Statistical analyses
Body weights, SBP, MBP, concentrations of NO and vWF in plasma, and the incidence of islets having the lesion were analyzed using Tukey’s multiple comparison test at each week of age to focus on strain differences. Additionally, NO and vWF were also analyzed by Student’s t test, versus the 6-week-old group in each strain to focus on age-related changes. The incidences of animals having the lesion in the pancreatic islets were analyzed by χ2 test. A p value less than 5% (two-tailed) was considered to be significant.
Animal welfare
The experimental protocol was approved by the Ethics Review Committee for Animal Experimental of Daiichi Sankyo Co., Ltd. All experimental procedures were performed in accordance with the “Law Concerning the Protection and Control of Animals” and “Standards relating to the care and management, etc. of experimental animals” in Japan.
Results
Blood pressure and laboratory examinations
Body weights, SBP and MBP in DIS, DIR and SD rats are shown in Table 1 and Fig. 2, respectively. Compared with SD and DIR rats, higher SBP and MBP were obtained in DIS rats from 7 through 12 weeks of age, while DIR rats showed a sporadic increase only at 7 weeks of age. The body weights of the DIS rats were lower but slowly increased during the same period as compared with those of the DIR and SD rats without abnormal clinical signs. NO concentration showed a decrease in DIS rats at 12 weeks of age compared with those in 6-week-old DIS and 12-week-old SD rats (Fig. 3). Additionally, vWF concentration increased in DIS rats at 12 weeks of age compared with that in DIS rats at 6 weeks of age.
Table 1. Body Weights in SD, DIR, and DIS Rats.
Fig. 2.
Systolic and mean blood pressure (SBP and MBP, respectively) in SD, DIR, and DIS rats. Higher SBP and MBP are observed in DIS rats from 7 through 12 weeks of age as compared with age-matched SD and DIR rats. DIR rats show slight increases compared with SD rats only at 7 weeks of age. **p<0.01: Significantly different from the age-matched SD and DIR groups. ##p<0.01: Significantly different from the age-matched SD groups (Tukey’s multiple comparison test).
Fig. 3.
Plasma concentrations of NO and von Willebrand factor (vWF) in SD, DIR, and DIS rats. ##p<0.01: Significantly different from SD rats at 12 weeks of age (Tukey’s multiple comparison test). **p<0.01: Significantly different from DIS rats at 6 weeks of age (Student’s t test).
Light microscopy
The incidence of lesions in the pancreatic islet is presented in Table 2. The changes were observed as a few erythrocytes considered to have leaked from capillaries with brown pigments, or pigment deposits without erythrocytes in the center/periphery of islets (Fig. 4a).

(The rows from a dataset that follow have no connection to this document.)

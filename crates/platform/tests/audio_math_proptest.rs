//! Property-based tests for PCM format math.
//! Verifies invariants hold for ALL valid inputs, not just fixed examples.

#![allow(clippy::arithmetic_side_effects)]

use platform::AudioConfig;

fn format() -> impl proptest::strategy::Strategy<Value = AudioConfig> {
    use proptest::prelude::*;
    (8_000u32..=192_000, 1u16..=8, prop_oneof![Just(8u16), Just(16), Just(24), Just(32)])
        .prop_map(|(sample_rate, channels, bit_depth)| AudioConfig { sample_rate, channels, bit_depth })
}

proptest::proptest! {
    /// byteRate is always sampleRate x blockAlign for valid formats.
    #[test]
    fn byte_rate_is_rate_times_block_align(cfg in format()) {
        assert!(cfg.validate().is_ok());
        assert_eq!(cfg.byte_rate(), cfg.sample_rate * cfg.block_align());
        assert_eq!(cfg.block_align(), u32::from(cfg.channels) * u32::from(cfg.bit_depth) / 8);
    }

    /// Buffer sizes derived from durations are whole frames.
    #[test]
    fn bytes_for_ms_is_frame_aligned(cfg in format(), ms in 0u32..=10_000) {
        assert_eq!(cfg.bytes_for_ms(ms) % cfg.block_align(), 0);
    }

    /// Longer durations never yield fewer bytes.
    #[test]
    fn bytes_for_ms_is_monotone(cfg in format(), a in 0u32..=100_000, b in 0u32..=100_000) {
        let (lo, hi) = if a <= b { (a, b) } else { (b, a) };
        assert!(cfg.bytes_for_ms(lo) <= cfg.bytes_for_ms(hi));
    }
}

These changes were located in very limited portions of the islet in all animals. The brownish pigments were stained positively with Prussian blue and confirmed to be hemosiderin (data not shown). The lesion was observed at 12 weeks of age in all three strains, and the incidence of animals was similar among them. The incidence of islets having a hemorrhage was very low in all strains, and no significant difference was observed (Table 2). On the other hand, DIS rats occasionally showed inflammatory cell infiltration around the arteries in the pancreas at 12 weeks of age.

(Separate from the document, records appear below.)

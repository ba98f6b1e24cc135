//! Capture DMA geometry and the memory DMA1 can reach on STM32H743ZI.
//!
//! | Region        | Base          | Size   | DMA1 | Recorder use            |
//! |---------------|---------------|--------|------|-------------------------|
//! | DTCM          | `0x2000_0000` | 128 KB | no   | stack, `.bss`, buffers  |
//! | AXI SRAM (D1) | `0x2400_0000` | 512 KB | yes  | SAI capture/monitor rings |
//! | SRAM1-3 (D2)  | `0x3000_0000` | 288 KB | yes  | unused                  |
//!
//! The accumulation buffers are only touched by the CPU and stay in DTCM.
//! Anything a DMA stream reads or writes must sit in a region where
//! [`dma1_reachable`] holds.

// ── Memory regions ───────────────────────────────────────────────────────────

/// Base address of DTCM (CPU only).
pub const DTCM_BASE: u32 = 0x2000_0000;

/// Size of DTCM in bytes.
pub const DTCM_SIZE_BYTES: usize = 128 * 1024;

/// Base address of AXI SRAM.
pub const AXI_SRAM_BASE: u32 = 0x2400_0000;

/// Size of AXI SRAM in bytes.
pub const AXI_SRAM_SIZE_BYTES: usize = 512 * 1024;

/// Base address of the D2 SRAM banks.
pub const D2_SRAM_BASE: u32 = 0x3000_0000;

/// Combined size of SRAM1, SRAM2 and SRAM3.
pub const D2_SRAM_SIZE_BYTES: usize = 288 * 1024;

#[allow(clippy::cast_possible_truncation)] // sizes are far below 4 GiB
const fn within(addr: u32, base: u32, size: usize) -> bool {
    addr >= base && addr.wrapping_sub(base) < size as u32
}

/// Whether DMA1 can address `addr`.
///
/// ```
/// use platform::dma_safety::{dma1_reachable, AXI_SRAM_BASE, DTCM_BASE};
/// assert!(dma1_reachable(AXI_SRAM_BASE));
/// assert!(!dma1_reachable(DTCM_BASE));
/// ```
pub const fn dma1_reachable(addr: u32) -> bool {
    within(addr, AXI_SRAM_BASE, AXI_SRAM_SIZE_BYTES) || within(addr, D2_SRAM_BASE, D2_SRAM_SIZE_BYTES)
}

// ── Capture geometry ─────────────────────────────────────────────────────────

/// Stereo frames per capture block (one SAI half-transfer).
///
/// At 44.1 kHz, 1024 frames = ~23.2 ms per block.
pub const CAPTURE_DMA_BLOCK_FRAMES: usize = 1024;

/// Capture block size in bytes: 1024 frames of 16-bit stereo, the largest
/// block the recorder accepts.
pub const CAPTURE_DMA_BLOCK_BYTES: usize = CAPTURE_DMA_BLOCK_FRAMES * 2 * 2;

/// Blocks held in the SAI receive ring before it overruns.
pub const CAPTURE_DMA_RING_BLOCKS: usize = 4;

/// 16-bit words in the SAI receive ring.
pub const CAPTURE_DMA_RING_WORDS: usize = CAPTURE_DMA_RING_BLOCKS * CAPTURE_DMA_BLOCK_BYTES / 2;

/// 16-bit words in the SAI transmit ring used for monitoring.
pub const MONITOR_DMA_RING_WORDS: usize = 2 * CAPTURE_DMA_BLOCK_BYTES / 2;

const _: () = assert!((CAPTURE_DMA_RING_WORDS + MONITOR_DMA_RING_WORDS) * 2 <= AXI_SRAM_SIZE_BYTES);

Table 2. Microscopic Incidence of Micro-hemorrhage in the Pancreatic Islet.
Fig. 4.
a) The pancreatic islet in an SD rat at 12 weeks of age. Micro-hemorrhage is observed as a few erythrocytes considered to have leaked from capillaries with brown pigments, or pigment deposits without erythrocytes in the periphery of pancreatic islets (arrowheads). H&E, ×600. b) Immunohistochemistry for vWF in the pancreatic islet. A positive reaction is obtained in the islet endothelium with and without micro-hemorrhage. ×600. c) The glomerulus in the kidney of an SD rat at 12 weeks of age. No abnormal findings are observed. H&E, ×600. d) Immunohistochemistry for vWF in the glomerulus of an SD rat at 12 weeks of age. The stainability in the glomerular endothelium is weak. ×600. e) The glomerulus in the kidney of a DIS rat at 12 weeks of age. A sclerotic lesion is observed in the glomerulus. H&E, ×600. f) Immunohistochemistry for vWF in the glomerulus of a DIS rat at 12 weeks of age. A broad positive reaction is obtained in the sclerotic area including the endothelium. ×600.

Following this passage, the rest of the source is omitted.